Background The Esophagectomy Complications Consensus Group (ECCG) and the Dutch Upper Gastrointestinal Cancer Audit (DUCA) have set standards in reporting outcomes after oesophagectomy. Reporting outcomes from selected high-volume centres or centralized national cancer programmes may not, however, be reflective of the true global prevalence of complications. This study aimed to compare complication rates after oesophagectomy from these existing sources with those of an unselected international cohort from the Oesophago-Gastric Anastomosis Audit (OGAA). Methods The OGAA was a prospective multicentre cohort study coordinated by the West Midlands Research Collaborative, and included patients undergoing oesophagectomy for oesophageal cancer between April and December 2018, with 90 days of follow-up.
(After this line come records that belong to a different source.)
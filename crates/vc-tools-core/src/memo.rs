//! Caller-side memoization for calculator inputs.
//!
//! The engine functions are pure, so a caller that re-invokes them on every
//! parameter edit may keep a `Memo` to skip recomputation when the input has
//! not structurally changed. The engine itself never holds one.

use serde::Serialize;
use std::collections::hash_map::DefaultHasher;
use std::hash::{Hash, Hasher};

use crate::VcToolsResult;

/// Remembers the last input (by structural hash and equality) and the output
/// computed for it.
#[derive(Debug, Clone)]
pub struct Memo<I, O> {
    last: Option<(u64, I, O)>,
}

impl<I, O> Default for Memo<I, O> {
    fn default() -> Self {
        Self { last: None }
    }
}

impl<I, O> Memo<I, O>
where
    I: Hash + Eq + Clone,
    O: Clone,
{
    pub fn new() -> Self {
        Self::default()
    }

    /// Return the cached output for `input`, or run `compute` and cache it.
    ///
    /// Errors are passed through and never cached.
    pub fn get_or_compute<E>(
        &mut self,
        input: &I,
        compute: impl FnOnce(&I) -> Result<O, E>,
    ) -> Result<O, E> {
        let key = structural_hash(input);
        if let Some((cached_key, cached_input, output)) = &self.last {
            if *cached_key == key && cached_input == input {
                return Ok(output.clone());
            }
        }
        let output = compute(input)?;
        self.last = Some((key, input.clone(), output.clone()));
        Ok(output)
    }

    /// Drop the cached entry.
    pub fn clear(&mut self) {
        self.last = None;
    }

    pub fn is_cached(&self, input: &I) -> bool {
        match &self.last {
            Some((key, cached, _)) => *key == structural_hash(input) && cached == input,
            None => false,
        }
    }
}

/// Structural hash of a parameter record.
pub fn structural_hash<I: Hash>(input: &I) -> u64 {
    let mut hasher = DefaultHasher::new();
    input.hash(&mut hasher);
    hasher.finish()
}

/// Canonical JSON of a parameter record, for callers that cache serialised
/// output. Decimal scale is kept, so `100` and `100.0` give different keys.
pub fn canonical_key<I: Serialize>(input: &I) -> VcToolsResult<String> {
    Ok(serde_json::to_string(input)?)
}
Results The OGAA study included 2247 oesophagectomies across 137 hospitals in 41 countries. Comparisons with the ECCG and DUCA found differences in baseline demographics between the three cohorts, including age, ASA grade, and rates of chronic pulmonary disease. The OGAA had the lowest rates of neoadjuvant treatment (OGAA 75.1 per cent, ECCG 78.9 per cent, DUCA 93.5 per cent; P < 0.001). DUCA exhibited the highest rates of minimally invasive surgery (OGAA 57.2 per cent, ECCG 47.9 per cent, DUCA 85.8 per cent; P < 0.001). Overall complication rates were similar in the three cohorts (OGAA 63.6 per cent, ECCG 59.0 per cent, DUCA 62.2 per cent), with no statistically significant difference in Clavien–Dindo grades (P = 0.752). However, a significant difference in 30-day mortality was observed, with DUCA reporting the lowest rate (OGAA 3.2 per cent, ECCG 2.4 per cent, DUCA 1.7 per cent; P = 0.013). Conclusion Despite differences in rates of co-morbidities, oncological treatment strategies, and access to minimal-access surgery, overall complication rates were similar in the three cohorts.